use ljit_syntax::Span;
use crate::object;

/// A reader datum or a decoded runtime value.
///
/// Immediates are stored inline; pairs and symbols live in an [`Arena`] and
/// are referred to by index, so a node is only meaningful together with the
/// arena that created it.
#[derive(PartialEq, Eq, Debug, Hash, Clone, Copy)]
pub enum Node {
    Integer(i64),
    Char(u8),
    Bool(bool),
    Nil,
    Error,
    Pair(PairId),
    Symbol(SymbolId),
}

#[derive(PartialEq, Eq, Debug, Hash, Clone, Copy)]
pub struct PairId(u32);

#[derive(PartialEq, Eq, Debug, Hash, Clone, Copy)]
pub struct SymbolId(u32);

#[derive(Debug, Clone)]
struct Pair {
    car: Node,
    cdr: Node,
}

#[derive(Debug, Clone)]
struct Symbol {
    name: Box<str>,
    span: Option<Span>,
}

#[derive(Debug, Clone, Default)]
pub struct Arena {
    pairs: Vec<Pair>,
    symbols: Vec<Symbol>,
}

impl Node {
    pub fn is_pair(self) -> bool {
        matches!(self, Node::Pair(_))
    }

    pub fn is_symbol(self) -> bool {
        matches!(self, Node::Symbol(_))
    }

    pub fn is_error(self) -> bool {
        self == Node::Error
    }

    /// The encoded word of an immediate node. Heap nodes only have an
    /// encoding inside a runtime heap.
    ///
    /// Panics if an integer is outside of the encodable range.
    pub fn immediate_word(self) -> Option<u64> {
        match self {
            Node::Integer(value) => Some(object::encode_integer(value)),
            Node::Char(value) => Some(object::encode_char(value)),
            Node::Bool(value) => Some(object::encode_bool(value)),
            Node::Nil => Some(object::NIL),
            Node::Error => Some(object::ERROR),
            Node::Pair(_) | Node::Symbol(_) => None,
        }
    }

    /// Decodes an immediate word; heap-tagged words give `None`.
    pub fn from_immediate_word(word: u64) -> Option<Node> {
        if object::is_integer(word) {
            Some(Node::Integer(object::decode_integer(word)))
        } else if object::is_char(word) {
            Some(Node::Char(object::decode_char(word)))
        } else if object::is_bool(word) {
            Some(Node::Bool(object::decode_bool(word)))
        } else if object::is_nil(word) {
            Some(Node::Nil)
        } else if object::is_error(word) {
            Some(Node::Error)
        } else {
            None
        }
    }
}

impl Arena {
    pub fn new() -> Arena {
        Arena::default()
    }

    pub fn cons(&mut self, car: Node, cdr: Node) -> Node {
        let id = PairId(self.pairs.len() as u32);
        self.pairs.push(Pair { car, cdr });
        Node::Pair(id)
    }

    pub fn symbol(&mut self, name: &str, span: Option<Span>) -> Node {
        let id = SymbolId(self.symbols.len() as u32);
        self.symbols.push(Symbol { name: name.into(), span });
        Node::Symbol(id)
    }

    /// Builds a proper list ending in nil.
    pub fn list(&mut self, items: &[Node]) -> Node {
        items.iter().rev().fold(Node::Nil, |tail, &item| self.cons(item, tail))
    }

    pub fn car(&self, node: Node) -> Node {
        self.pair(node).car
    }

    pub fn cdr(&self, node: Node) -> Node {
        self.pair(node).cdr
    }

    pub fn set_car(&mut self, node: Node, value: Node) {
        self.pair_mut(node).car = value;
    }

    pub fn set_cdr(&mut self, node: Node, value: Node) {
        self.pair_mut(node).cdr = value;
    }

    pub fn symbol_name(&self, node: Node) -> &str {
        &self.sym(node).name
    }

    pub fn symbol_span(&self, node: Node) -> Option<Span> {
        self.sym(node).span
    }

    pub fn is_symbol_named(&self, node: Node, name: &str) -> bool {
        match node {
            Node::Symbol(_) => self.symbol_name(node) == name,
            _ => false,
        }
    }

    /// Iterates over the elements of a list. A non-nil, non-pair tail ends
    /// the iteration without being yielded.
    pub fn list_items(&self, node: Node) -> ListItems<'_> {
        ListItems { arena: self, rest: node }
    }

    /// Length of a proper list. Panics on an improper one.
    pub fn list_len(&self, mut node: Node) -> usize {
        let mut len = 0;
        while node != Node::Nil {
            assert!(node.is_pair(), "expected a proper list");
            len += 1;
            node = self.cdr(node);
        }
        len
    }

    /// The `n`-th element of a list. Panics if the list is too short.
    pub fn nth(&self, node: Node, n: usize) -> Node {
        let mut rest = node;
        for _ in 0..n {
            rest = self.cdr(rest);
        }
        self.car(rest)
    }

    fn pair(&self, node: Node) -> &Pair {
        match node {
            Node::Pair(PairId(id)) => &self.pairs[id as usize],
            other => panic!("expected a pair, got {:?}", other),
        }
    }

    fn pair_mut(&mut self, node: Node) -> &mut Pair {
        match node {
            Node::Pair(PairId(id)) => &mut self.pairs[id as usize],
            other => panic!("expected a pair, got {:?}", other),
        }
    }

    fn sym(&self, node: Node) -> &Symbol {
        match node {
            Node::Symbol(SymbolId(id)) => &self.symbols[id as usize],
            other => panic!("expected a symbol, got {:?}", other),
        }
    }
}

pub struct ListItems<'a> {
    arena: &'a Arena,
    rest: Node,
}

impl Iterator for ListItems<'_> {
    type Item = Node;

    fn next(&mut self) -> Option<Node> {
        if !self.rest.is_pair() {
            return None;
        }
        let item = self.arena.car(self.rest);
        self.rest = self.arena.cdr(self.rest);
        Some(item)
    }
}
•••••
DESCRIPTION OF THE TASK:
Transcribe all of the material without omitting a line.

WRITTEN RESPONSE:
use ljit_syntax::Span;
use crate::object;

/// A reader datum or a decoded runtime value.
///
/// Immediates are stored inline; pairs and symbols live in an [`Arena`] and
/// are referred to by index, so a node is only meaningful together with the
/// arena that created it.
#[derive(PartialEq, Eq, Debug, Hash, Clone, Copy)]
pub enum Node {
    Integer(i64),
    Char(u8),
    Bool(bool),
    Nil,
    Error,
    Pair(PairId),
    Symbol(SymbolId),
}

#[derive(PartialEq, Eq, Debug, Hash, Clone, Copy)]
pub struct PairId(u32);

#[derive(PartialEq, Eq, Debug, Hash, Clone, Copy)]
pub struct SymbolId(u32);

#[derive(Debug, Clone)]
struct Pair {
    car: Node,
    cdr: Node,
}

#[derive(Debug, Clone)]
struct Symbol {
    name: Box<str>,
    span: Option<Span>,
}

#[derive(Debug, Clone, Default)]
pub struct Arena {
    pairs: Vec<Pair>,
    symbols: Vec<Symbol>,
}

impl Node {
    pub fn is_pair(self) -> bool {
        matches!(self, Node::Pair(_))
    }

    pub fn is_symbol(self) -> bool {
        matches!(self, Node::Symbol(_))
    }

    pub fn is_error(self) -> bool {
        self == Node::Error
    }

    /// The encoded word of an immediate node. Heap nodes only have an
    /// encoding inside a runtime heap.
    ///
    /// Panics if an integer is outside of the encodable range.
    pub fn immediate_word(self) -> Option<u64> {
        match self {
            Node::Integer(value) => Some(object::encode_integer(value)),
            Node::Char(value) => Some(object::encode_char(value)),
            Node::Bool(value) => Some(object::encode_bool(value)),
            Node::Nil => Some(object::NIL),
            Node::Error => Some(object::ERROR),
            Node::Pair(_) | Node::Symbol(_) => None,
        }
    }

    /// Decodes an immediate word; heap-tagged words give `None`.
    pub fn from_immediate_word(word: u64) -> Option<Node> {
        if object::is_integer(word) {
            Some(Node::Integer(object::decode_integer(word)))
        } else if object::is_char(word) {
            Some(Node::Char(object::decode_char(word)))
        } else if object::is_bool(word) {
            Some(Node::Bool(object::decode_bool(word)))
        } else if object::is_nil(word) {
            Some(Node::Nil)
        } else if object::is_error(word) {
            Some(Node::Error)
        } else {
            None
        }
    }
}

impl Arena {
    pub fn new() -> Arena {
        Arena::default()
    }

    pub fn cons(&mut self, car: Node, cdr: Node) -> Node {
        let id = PairId(self.pairs.len() as u32);
        self.pairs.push(Pair { car, cdr });
        Node::Pair(id)
    }

    pub fn symbol(&mut self, name: &str, span: Option<Span>) -> Node {
        let id = SymbolId(self.symbols.len() as u32);
        self.symbols.push(Symbol { name: name.into(), span });
        Node::Symbol(id)
    }

    /// Builds a proper list ending in nil.
    pub fn list(&mut self, items: &[Node]) -> Node {
        items.iter().rev().fold(Node::Nil, |tail, &item| self.cons(item, tail))
    }

    pub fn car(&self, node: Node) -> Node {
        self.pair(node).car
    }

    pub fn cdr(&self, node: Node) -> Node {
        self.pair(node).cdr
    }

    pub fn set_car(&mut self, node: Node, value: Node) {
        self.pair_mut(node).car = value;
    }

    pub fn set_cdr(&mut self, node: Node, value: Node) {
        self.pair_mut(node).cdr = value;
    }

    pub fn symbol_name(&self, node: Node) -> &str {
        &self.sym(node).name
    }

    pub fn symbol_span(&self, node: Node) -> Option<Span> {
        self.sym(node).span
    }

    pub fn is_symbol_named(&self, node: Node, name: &str) -> bool {
        match node {
            Node::Symbol(_) => self.symbol_name(node) == name,
            _ => false,
        }
    }

    /// Iterates over the elements of a list. A non-nil, non-pair tail ends
    /// the iteration without being yielded.
    pub fn list_items(&self, node: Node) -> ListItems<'_> {
        ListItems { arena: self, rest: node }
    }

    /// Length of a proper list. Panics on an improper one.
    pub fn list_len(&self, mut node: Node) -> usize {
        let mut len = 0;
        while node != Node::Nil {
            assert!(node.is_pair(), "expected a proper list");
            len += 1;
            node = self.cdr(node);
        }
        len
    }

    /// The `n`-th element of a list. Panics if the list is too short.
    pub fn nth(&self, node: Node, n: usize) -> Node {
        let mut rest = node;
        for _ in 0..n {
            rest = self.cdr(rest);
        }
        self.car(rest)
    }

    fn pair(&self, node: Node) -> &Pair {
        match node {
            Node::Pair(PairId(id)) => &self.pairs[id as usize],
            other => panic!("expected a pair, got {:?}", other),
        }
    }

    fn pair_mut(&mut self, node: Node) -> &mut Pair {
        match node {
            Node::Pair(PairId(id)) => &mut self.pairs[id as usize],
            other => panic!("expected a pair, got {:?}", other),
        }
    }

    fn sym(&self, node: Node) -> &Symbol {
        match node {
            Node::Symbol(SymbolId(id)) => &self.symbols[id as usize],
            other => panic!("expected a symbol, got {:?}", other),
        }
    }
}

pub struct ListItems<'a> {
    arena: &'a Arena,
    rest: Node,
}

impl Iterator for ListItems<'_> {
    type Item = Node;

    fn next(&mut self) -> Option<Node> {
        if !self.rest.is_pair() {
            return None;
        }
        let item = self.arena.car(self.rest);
        self.rest = self.arena.cdr(self.rest);
        Some(item)
    }
}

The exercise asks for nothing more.